S-3362-119
Read twice and referred to the Committee on Finance.
Sponsored by Rand Paul (R-KY)
What it does
This bill would make two major changes to federal health policy. First, it would significantly raise the annual contribution limits for Health Savings Accounts (HSAs) — tying them to the higher 401(k) contribution limits — and remove the requirement that account holders be enrolled in a high-deductible health plan. It would also expand what HSA funds can be spent on (vitamins, supplements, gym memberships, fitness trackers, direct primary care arrangements), allow HSA funds to roll over to children or parents upon death, allow retroactive use of funds for expenses incurred before the account was opened, and give HSAs the same bankruptcy protections as retirement accounts. Second, it would allow new entities called "health marketplace pools" to be treated as employers under federal law, enabling them to offer group health insurance to their members — including individuals and small businesses — across state lines.
Who benefits
Higher-income individuals who can afford to maximize HSA contributions and would gain the largest tax deduction benefit. Self-employed individuals and gig workers who currently lack access to employer-sponsored group health insurance. Small business owners and their employees who could join health marketplace pools to access group insurance rates. People who use direct primary care arrangements, vitamins, supplements, gym memberships, or fitness trackers and want to pay for them pre-tax. Families who want to pass HSA balances to children or parents. People who incur medical expenses before formally opening an HSA. Individuals filing for bankruptcy who want to protect HSA assets. Health insurance issuers and direct primary care providers who would gain new customers.
Who is hurt
Lower-income individuals who cannot afford to contribute to HSAs and would not benefit from the expanded deductions. Insurers and state regulators in states with stricter coverage mandates, whose rules could be preempted by federally recognized health marketplace pools. Consumers who rely on state-level insurance protections (e.g., mandated benefits) that marketplace pools may not be required to provide. Traditional insurance markets and ACA marketplace insurers who could lose healthier enrollees to marketplace pools, potentially worsening risk pools. State governments that lose regulatory authority over group health plans offered through these pools. Taxpayers broadly, who would bear the cost of the expanded tax deductions through reduced federal revenue.
Supporters argue
Supporters argue that current HSA rules are too restrictive — tying accounts to high-deductible plans and capping contributions well below retirement account limits — leaving millions of Americans without a meaningful way to save for healthcare costs tax-free. They contend that removing the high-deductible plan requirement and raising contribution limits to 401(k) levels would give individuals, especially the self-employed and gig workers, the same tax advantages that employer-sponsored plan participants already enjoy.
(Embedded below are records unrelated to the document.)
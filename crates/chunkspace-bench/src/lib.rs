//! Benchmark profiles for the chunkspace allocator.
//!
//! Provides pre-built contexts and request traces:
//!
//! - [`reference_context`]: expandable, unlimited, default settings
//! - [`loader_trace`]: seeded request sizes shaped like class metadata
//! - [`churn_trace`]: seeded allocate/free interleavings

#![forbid(unsafe_code)]
#![deny(rustdoc::broken_intra_doc_links)]

use chunkspace_arena::{Context, ContextConfig};
use rand::{Rng, SeedableRng};
use rand_chacha::ChaCha8Rng;

/// An expandable, unlimited context with default settings.
pub fn reference_context(name: &str) -> Context {
    match Context::create(ContextConfig::new(name)) {
        Ok(ctx) => ctx,
        Err(e) => panic!("default context rejected: {e}"),
    }
}

/// `n` request sizes: mostly small records, a few method bodies and tables.
pub fn loader_trace(n: usize, seed: u64) -> Vec<usize> {
    let mut rng = ChaCha8Rng::seed_from_u64(seed);
    (0..n)
        .map(|_| match rng.random_range(0..100) {
            0..=69 => rng.random_range(2..=16),
            70..=94 => rng.random_range(17..=256),
            _ => rng.random_range(257..=4096),
        })
        .collect()
}

/// One step of a churn trace.
#[derive(Clone, Copy, Debug, PartialEq, Eq)]
pub enum ChurnOp {
    /// Allocate this many words.
    Allocate(usize),
    /// Free the live span at this index (modulo the live count).
    Free(usize),
}

/// `n` interleaved allocations and frees, roughly two allocations per free.
pub fn churn_trace(n: usize, seed: u64) -> Vec<ChurnOp> {
    let mut rng = ChaCha8Rng::seed_from_u64(seed);
    (0..n)
        .map(|_| {
            if rng.random_range(0..3) == 0 {
                ChurnOp::Free(rng.random_range(0..usize::MAX))
            } else {
                ChurnOp::Allocate(rng.random_range(1..=128))
            }
        })
        .collect()
}
//! Word-granular addresses.
//!
//! All sizes in chunkspace are measured in 64-bit words. Addresses are
//! [`WordAddr`] values in a simulated address space; they are never
//! dereferenced directly, only resolved through the owning context.

use std::fmt;
use std::ops::{Add, Sub};

/// Size of one allocation word in bytes.
pub const BYTES_PER_WORD: usize = 8;

/// Smallest span an arena ever hands out or keeps on its free-block list.
///
/// Requests below this size are padded up; the padding is accounted as
/// waste. Free-block remainders below this size are absorbed as waste.
pub const MIN_BLOCK_WORDS: usize = 2;

/// A word address inside a context's simulated address space.
///
/// Address zero is never handed out, so it can serve as a sentinel in
/// diagnostics output.
#[derive(Clone, Copy, Debug, PartialEq, Eq, Hash, PartialOrd, Ord)]
pub struct WordAddr(pub u64);

impl WordAddr {
    /// Offset this address by `words`.
    pub fn offset(self, words: usize) -> Self {
        Self(self.0 + words as u64)
    }

    /// Offset this address by `words`, or `None` past the end of the
    /// address space.
    pub fn checked_offset(self, words: usize) -> Option<Self> {
        let words = u64::try_from(words).ok()?;
        self.0.checked_add(words).map(Self)
    }

    /// Number of words from `base` up to `self`.
    ///
    /// # Panics
    ///
    /// Panics if `base > self`.
    pub fn words_since(self, base: WordAddr) -> usize {
        assert!(base <= self, "address {self} precedes base {base}");
        (self.0 - base.0) as usize
    }

    /// The address expressed in bytes, for human-readable output.
    pub fn byte_address(self) -> u64 {
        self.0 * BYTES_PER_WORD as u64
    }
}

impl Add<usize> for WordAddr {
    type Output = WordAddr;

    fn add(self, rhs: usize) -> WordAddr {
        self.offset(rhs)
    }
}

impl Sub for WordAddr {
    type Output = usize;

    fn sub(self, rhs: WordAddr) -> usize {
        self.words_since(rhs)
    }
}

impl fmt::Display for WordAddr {
    fn fmt(&self, f: &mut fmt::Formatter<'_>) -> fmt::Result {
        write!(f, "0x{:016x}", self.byte_address())
    }
}

/// Convert a word count to bytes.
pub fn words_to_bytes(words: usize) -> usize {
    words * BYTES_PER_WORD
}
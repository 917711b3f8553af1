//! Client categories and metadata types.

use std::fmt;

/// Category of the class-loading unit an arena serves.
///
/// The category selects the chunk growth schedule: units that load few,
/// small classes start with small chunks, the boot unit starts big.
#[derive(Clone, Copy, Debug, PartialEq, Eq, Hash, PartialOrd, Ord)]
pub enum ClientCategory {
    /// The boot loader: loads most of the platform, grows fast.
    Boot,
    /// A typical class loader.
    Standard,
    /// Reflection-heavy loaders that produce many tiny accessor classes.
    Reflection,
    /// Loaders holding a single hidden class.
    ClassMirrorHolder,
}

impl ClientCategory {
    /// All categories, in declaration order.
    pub const ALL: [ClientCategory; 4] = [
        ClientCategory::Boot,
        ClientCategory::Standard,
        ClientCategory::Reflection,
        ClientCategory::ClassMirrorHolder,
    ];

    /// Short lowercase name for diagnostics.
    pub fn name(self) -> &'static str {
        match self {
            Self::Boot => "boot",
            Self::Standard => "standard",
            Self::Reflection => "reflection",
            Self::ClassMirrorHolder => "mirror-holder",
        }
    }
}

impl fmt::Display for ClientCategory {
    fn fmt(&self, f: &mut fmt::Formatter<'_>) -> fmt::Result {
        f.write_str(self.name())
    }
}

/// Which of a loader's two arenas an allocation targets.
#[derive(Clone, Copy, Debug, PartialEq, Eq, Hash)]
pub enum MetadataType {
    /// Class structures proper (served from the class context when present).
    Class,
    /// Everything else: methods, constant pools, annotations.
    NonClass,
}

impl MetadataType {
    /// Whether this is [`MetadataType::Class`].
    pub fn is_class(self) -> bool {
        matches!(self, Self::Class)
    }
}

impl fmt::Display for MetadataType {
    fn fmt(&self, f: &mut fmt::Formatter<'_>) -> fmt::Result {
        match self {
            Self::Class => f.write_str("class"),
            Self::NonClass => f.write_str("non-class"),
        }
    }
}
impl Arena {
    pub(crate) fn new(context: Context, category: ClientCategory, is_class: bool) -> Self {
        let id = ArenaId::next();
        debug!(arena = %id, context = context.name(), %category, is_class, "arena created");
        Self {
            inner: Arc::new(ArenaInner {
                id,
                category,
                is_class,
                policy: ArenaGrowthPolicy::for_category(category, is_class),
                state: Mutex::new(ArenaState::default()),
                context,
            }),
        }
    }

    pub(crate) fn downgrade(&self) -> Weak<ArenaInner> {
        Arc::downgrade(&self.inner)
    }

    /// Arena id.
    pub fn id(&self) -> ArenaId {
        self.inner.id
    }

    /// Client category.
    pub fn category(&self) -> ClientCategory {
        self.inner.category
    }

    /// Whether this arena serves class metadata.
    pub fn is_class(&self) -> bool {
        self.inner.is_class
    }

    /// The growth schedule in force.
    pub fn growth_policy(&self) -> &'static ArenaGrowthPolicy {
        self.inner.policy
    }

    /// The context chunks come from.
    pub fn context(&self) -> &Context {
        &self.inner.context
    }

    /// Allocate `words` words.
    ///
    /// The span is word aligned and lies in committed memory. Requests
    /// smaller than [`MIN_BLOCK_WORDS`] are padded. Nothing is retried when
    /// memory cannot be found. A failed call hands out no words and leaves
    /// the usage counters alone, but the current chunk may already have
    /// been enlarged in place when the commit limit stopped it.
    pub fn allocate(&self, words: usize) -> Result<WordAddr, ArenaError> {
        if words == 0 {
            return Err(UsageError::ZeroSize.into());
        }
        if words > MAX_CHUNK_WORD_SIZE {
            return Err(AllocFailure::TooLarge {
                requested_words: words,
            }
            .into());
        }
        let raw = words.max(MIN_BLOCK_WORDS);
        let mut state = self.inner.state.lock();

        let addr = match state.allocate_from_free_blocks(words, raw) {
            Some(addr) => addr,
            None => self.allocate_from_chunks(&mut state, words, raw)?,
        };
        self.inner.context.usage_counters().add_used(words);
        trace!(arena = %self.inner.id, %addr, words, "allocated");
        self.check_after_op(&state);
        Ok(addr)
    }

    fn allocate_from_chunks(
        &self,
        state: &mut ArenaState,
        words: usize,
        raw: usize,
    ) -> Result<WordAddr, AllocFailure> {
        let mut manager = self.inner.context.lock_expand();
        let step = state.chunks.len();

        if let Some(current) = state.chunks.last_mut() {
            let mut fits = current.top + raw <= current.chunk.word_size();
            if !fits && manager.settings().enlarge_chunks_in_place {
                fits = self.try_enlarge(&mut manager, current, raw, step);
            }
            if fits {
                return Self::bump(&mut manager, state, words, raw);
            }
        }

        let policy_level = self.inner.policy.level_at_step(step);
        let fitting = ChunkLevel::fitting(raw).ok_or(AllocFailure::TooLarge {
            requested_words: words,
        })?;
        let level = policy_level.min(fitting);
        let chunk = manager.get_chunk(level, raw)?;

        if let Some(old) = state.chunks.last_mut() {
            let tail = old.chunk.committed_words() - old.top;
            if tail >= MIN_BLOCK_WORDS {
                let addr = old.chunk.base() + old.top;
                let salvaged = state.free_blocks.add_block(addr, tail);
                invariant!(salvaged.is_ok(), "salvaged tail {addr}+{tail} overlaps a free block");
                trace!(arena = %self.inner.id, %addr, tail, "salvaged chunk tail");
            } else {
                old.waste_words += tail;
            }
            old.top += tail;
        }
        debug!(
            arena = %self.inner.id,
            step,
            level = %chunk.level(),
            base = %chunk.base(),
            "new current chunk"
        );
        state.chunks.push(ArenaChunk {
            chunk,
            top: 0,
            live_words: 0,
            waste_words: 0,
        });
        Self::bump(&mut manager, state, words, raw)
    }

    /// Enlarge `current` in place if that lets `raw` more words fit.
    fn try_enlarge(
        &self,
        manager: &mut ChunkManager,
        current: &mut ArenaChunk,
        raw: usize,
        step: usize,
    ) -> bool {
        let needed = current.top + raw;
        if needed > 2 * current.chunk.word_size() {
            return false;
        }
        let Some(enlarged) = current.chunk.level().coarser() else {
            return false;
        };
        if enlarged < self.inner.policy.level_at_step(step) {
            return false;
        }
        manager.attempt_enlarge_chunk(&mut current.chunk)
    }

    /// Bump-allocate from the current chunk, which must have room.
    fn bump(
        manager: &mut ChunkManager,
        state: &mut ArenaState,
        words: usize,
        raw: usize,
    ) -> Result<WordAddr, AllocFailure> {
        let index = state.chunks.len() - 1;
        let current = &mut state.chunks[index];
        let new_top = current.top + raw;
        if new_top > current.chunk.committed_words() {
            manager.commit_chunk(&mut current.chunk, new_top)?;
        }
        let addr = current.chunk.base() + current.top;
        current.top = new_top;
        state.account(index, words, raw);
        Ok(addr)
    }

    /// Give back a span obtained from [`Arena::allocate`].
    ///
    /// `words` must be the size originally requested. The span goes to the
    /// free-block list; the chunk stays with the arena.
    ///
    /// Spans outside the used part of every chunk are rejected as
    /// [`UsageError::ForeignSpan`], spans overlapping the free-block list as
    /// [`UsageError::DoubleFree`]. A sub-span of a still-live allocation is
    /// not detected: it is accepted and can be handed out again while the
    /// enclosing allocation is in use.
    pub fn deallocate(&self, addr: WordAddr, words: usize) -> Result<(), ArenaError> {
        if words == 0 {
            return Err(UsageError::ZeroSize.into());
        }
        let raw = words.max(MIN_BLOCK_WORDS);
        let mut state = self.inner.state.lock();
        let Some(index) = state.chunk_index(addr, raw) else {
            return Err(UsageError::ForeignSpan { addr, words }.into());
        };
        if state.free_blocks.overlaps(addr, raw) {
            return Err(UsageError::DoubleFree { addr, words }.into());
        }
        let chunk = &mut state.chunks[index];
        if chunk.live_words < words || chunk.waste_words < raw - words {
            return Err(UsageError::ForeignSpan { addr, words }.into());
        }
        chunk.live_words -= words;
        chunk.waste_words -= raw - words;
        state.used_words -= words;
        state.free_blocks.add_block(addr, raw)?;
        self.inner.context.usage_counters().sub_used(words);
        trace!(arena = %self.inner.id, %addr, words, "deallocated");
        self.check_after_op(&state);
        Ok(())
    }

    fn check_after_op(&self, state: &ArenaState) {
        if !self.inner.context.settings().verify_after_ops {
            return;
        }
        let manager = self.inner.context.lock_expand();
        let result = self.inner.verify_locked(state, &manager);
        invariant!(
            result.is_ok(),
            "{}: arena verification failed: {:?}",
            self.inner.id,
            result
        );
    }

    /// Usage broken down by chunk level, plus the free-block list.
    pub fn statistics(&self) -> ArenaStats {
        self.inner.statistics()
    }

    /// Check this arena against its context's chunk manager.
    pub fn verify(&self) -> Result<(), VerifyError> {
        let state = self.inner.state.lock();
        let manager = self.inner.context.lock_expand();
        self.inner.verify_locked(&state, &manager)
    }

    /// Words handed out and not deallocated.
    pub fn used_words(&self) -> usize {
        self.inner.state.lock().used_words
    }

    /// Chunks currently owned.
    pub fn chunk_count(&self) -> usize {
        self.inner.state.lock().chunks.len()
    }

    /// Render the arena's statistics.
    pub fn print_on(&self, out: &mut dyn fmt::Write, scale: Scale, detailed: bool) -> fmt::Result {
        writeln!(
            out,
            "Arena {} ({}, {}):",
            self.inner.id,
            self.inner.category,
            if self.inner.is_class { "class" } else { "non-class" }
        )?;
        self.statistics().print_on(out, scale, detailed)
    }
}

impl fmt::Debug for Arena {
    fn fmt(&self, f: &mut fmt::Formatter<'_>) -> fmt::Result {
        f.debug_struct("Arena")
            .field("id", &self.inner.id)
            .field("category", &self.inner.category)
            .field("is_class", &self.inner.is_class)
            .finish()
    }
}
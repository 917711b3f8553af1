//! Statistics for chunks in use by arenas.

use std::fmt;

use chunkspace_core::VerifyError;

use crate::scale::{write_scaled_words, write_scaled_words_and_share, Scale};

/// Totals for one or more in-use chunks.
///
/// ```text
/// word_size = committed + uncommitted
/// committed = used + free + waste
/// ```
#[derive(Clone, Copy, Debug, Default, PartialEq, Eq)]
pub struct InUseChunkStats {
    /// Number of chunks.
    pub num: usize,
    /// Sum of chunk sizes in words (committed and uncommitted).
    pub word_size: usize,
    /// Committed words.
    pub committed_words: usize,
    /// Words handed out to clients and not yet deallocated.
    pub used_words: usize,
    /// Committed words available for reuse: the untouched tail behind each
    /// bump pointer plus free-block-list words.
    pub free_words: usize,
    /// Committed words lost to padding and unusable remainders.
    pub waste_words: usize,
}

impl InUseChunkStats {
    /// Accumulate `other` into `self`.
    pub fn add(&mut self, other: &InUseChunkStats) {
        self.num += other.num;
        self.word_size += other.word_size;
        self.committed_words += other.committed_words;
        self.used_words += other.used_words;
        self.free_words += other.free_words;
        self.waste_words += other.waste_words;
    }

    /// Check the accounting identities.
    pub fn verify(&self) -> Result<(), VerifyError> {
        let sum = self.used_words + self.free_words + self.waste_words;
        if self.committed_words != sum {
            return Err(VerifyError::Stats {
                reason: format!(
                    "committed {} != used {} + free {} + waste {}",
                    self.committed_words, self.used_words, self.free_words, self.waste_words
                ),
            });
        }
        if self.word_size < self.committed_words {
            return Err(VerifyError::Stats {
                reason: format!(
                    "capacity {} < committed {}",
                    self.word_size, self.committed_words
                ),
            });
        }
        Ok(())
    }

    /// Render as a single line.
    pub fn print_on(&self, out: &mut dyn fmt::Write, scale: Scale) -> fmt::Result {
        write!(out, "{:4} chunks, ", self.num)?;
        if self.num == 0 {
            return Ok(());
        }
        write_scaled_words(out, self.word_size, scale)?;
        write!(out, " capacity, ")?;
        write_scaled_words_and_share(out, self.committed_words, self.word_size, scale)?;
        write!(out, " committed, of which ")?;
        write_scaled_words_and_share(out, self.used_words, self.committed_words, scale)?;
        write!(out, " used, ")?;
        write_scaled_words_and_share(out, self.free_words, self.committed_words, scale)?;
        write!(out, " free, ")?;
        write_scaled_words_and_share(out, self.waste_words, self.committed_words, scale)?;
        write!(out, " waste")
    }
}

impl fmt::Display for InUseChunkStats {
    fn fmt(&self, f: &mut fmt::Formatter<'_>) -> fmt::Result {
        self.print_on(f, Scale::Dynamic)
    }
}
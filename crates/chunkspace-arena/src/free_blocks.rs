//! Arena-local free-block list.
//!
//! Deallocated spans are kept here for reuse by later allocations of the
//! same arena. Blocks are indexed twice: by size for best-fit lookup and
//! by address for overlap detection. Adjacent blocks are not coalesced.

use std::collections::BTreeMap;

use smallvec::SmallVec;

use chunkspace_core::{UsageError, WordAddr, MIN_BLOCK_WORDS};

/// Size-indexed best-fit free list.
#[derive(Debug, Default)]
pub struct FreeBlocks {
    /// Block addresses per size; the last pushed is reused first.
    by_size: BTreeMap<usize, SmallVec<[WordAddr; 4]>>,
    by_addr: BTreeMap<WordAddr, usize>,
    total_words: usize,
}

impl FreeBlocks {
    /// An empty list.
    pub fn new() -> Self {
        Self::default()
    }

    /// Whether `[addr, addr + words)` overlaps a block on the list.
    ///
    /// A range running past the end of the address space overlaps every
    /// block at or above `addr`.
    pub fn overlaps(&self, addr: WordAddr, words: usize) -> bool {
        let end = addr.checked_offset(words);
        let before = self
            .by_addr
            .range(..=addr)
            .next_back()
            .is_some_and(|(&a, &w)| a + w > addr);
        let after = self
            .by_addr
            .range(addr..)
            .next()
            .is_some_and(|(&a, _)| end.is_none_or(|end| a < end));
        before || after
    }

    /// Put a block on the list.
    ///
    /// Fails with [`UsageError::DoubleFree`] if the block overlaps one
    /// already listed.
    pub fn add_block(&mut self, addr: WordAddr, words: usize) -> Result<(), UsageError> {
        invariant!(
            words >= MIN_BLOCK_WORDS,
            "free block of {words} words is below the minimum of {MIN_BLOCK_WORDS}"
        );
        if self.overlaps(addr, words) {
            return Err(UsageError::DoubleFree { addr, words });
        }
        self.by_size.entry(words).or_default().push(addr);
        self.by_addr.insert(addr, words);
        self.total_words += words;
        Ok(())
    }

    /// Take the smallest block of at least `min_words`.
    pub fn remove_block(&mut self, min_words: usize) -> Option<(WordAddr, usize)> {
        let (&size, stack) = self.by_size.range_mut(min_words..).next()?;
        let addr = stack.pop()?;
        if stack.is_empty() {
            self.by_size.remove(&size);
        }
        self.by_addr.remove(&addr);
        self.total_words -= size;
        Some((addr, size))
    }

    /// Number of blocks.
    pub fn count(&self) -> usize {
        self.by_addr.len()
    }

    /// Total words held.
    pub fn total_words(&self) -> usize {
        self.total_words
    }

    /// Whether the list is empty.
    pub fn is_empty(&self) -> bool {
        self.by_addr.is_empty()
    }

    /// Blocks in address order.
    pub fn iter(&self) -> impl Iterator<Item = (WordAddr, usize)> + '_ {
        self.by_addr.iter().map(|(&a, &w)| (a, w))
    }
}

#[cfg(test)]
mod tests {
    use super::*;

    #[test]
    fn best_fit_prefers_smallest_sufficient() {
        let mut fb = FreeBlocks::new();
        fb.add_block(WordAddr(100), 10).unwrap();
        fb.add_block(WordAddr(200), 4).unwrap();
        fb.add_block(WordAddr(300), 6).unwrap();
        assert_eq!(fb.remove_block(5), Some((WordAddr(300), 6)));
        assert_eq!(fb.remove_block(5), Some((WordAddr(100), 10)));
        assert_eq!(fb.remove_block(5), None);
        assert_eq!(fb.total_words(), 4);
    }

    #[test]
    fn same_size_is_lifo() {
        let mut fb = FreeBlocks::new();
        fb.add_block(WordAddr(10), 2).unwrap();
        fb.add_block(WordAddr(20), 2).unwrap();
        assert_eq!(fb.remove_block(2), Some((WordAddr(20), 2)));
        assert_eq!(fb.remove_block(2), Some((WordAddr(10), 2)));
        assert!(fb.is_empty());
    }

    #[test]
    fn overlapping_insert_is_double_free() {
        let mut fb = FreeBlocks::new();
        fb.add_block(WordAddr(100), 10).unwrap();
        for (addr, words) in [(100, 10), (105, 2), (95, 6), (109, 4), (90, 20)] {
            assert_eq!(
                fb.add_block(WordAddr(addr), words),
                Err(UsageError::DoubleFree {
                    addr: WordAddr(addr),
                    words
                })
            );
        }
        fb.add_block(WordAddr(110), 2).unwrap();
        fb.add_block(WordAddr(98), 2).unwrap();
        assert_eq!(fb.count(), 3);
        assert_eq!(fb.total_words(), 14);
    }

    #[test]
    fn overlap_check_survives_address_space_end() {
        let mut fb = FreeBlocks::new();
        fb.add_block(WordAddr(100), 10).unwrap();
        assert!(fb.overlaps(WordAddr(105), usize::MAX));
        assert!(!fb.overlaps(WordAddr(110), usize::MAX));
        assert!(!fb.overlaps(WordAddr(u64::MAX), 4));
    }

    #[cfg(not(miri))]
    mod proptests {
        use super::*;
        use proptest::prelude::*;

        proptest! {
            #[test]
            fn totals_track_contents(sizes in prop::collection::vec(2usize..64, 1..40)) {
                let mut fb = FreeBlocks::new();
                let mut addr = 1000u64;
                for &s in &sizes {
                    fb.add_block(WordAddr(addr), s).unwrap();
                    addr += s as u64 + 1;
                }
                prop_assert_eq!(fb.total_words(), sizes.iter().sum::<usize>());
                let mut drained = 0;
                while let Some((_, w)) = fb.remove_block(2) {
                    drained += w;
                }
                prop_assert_eq!(drained, sizes.iter().sum::<usize>());
                prop_assert_eq!(fb.count(), 0);
            }
        }
    }
}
On the marketplace pool provisions, supporters argue that allowing individuals and small businesses to pool together across association lines would increase purchasing power, lower premiums through larger risk pools, and expand access to group coverage for the roughly 28 million Americans who remain uninsured.
Opponents argue
Opponents argue that HSA expansion disproportionately benefits wealthy, healthy individuals who can afford to maximize contributions, while doing little for lower-income Americans who lack the disposable income to fund such accounts. They contend that allowing HSA funds to cover wellness expenses like gym memberships and supplements — which have limited clinical evidence as medical interventions — erodes the medical purpose of the tax preference and reduces federal revenue without clear health outcomes. On the marketplace pools, critics argue that allowing these entities to operate as employers under ERISA could effectively preempt state insurance mandates, enabling the sale of bare-bones plans that attract healthy enrollees and destabilize ACA-compliant markets, raising premiums for sicker individuals who remain in regulated pools.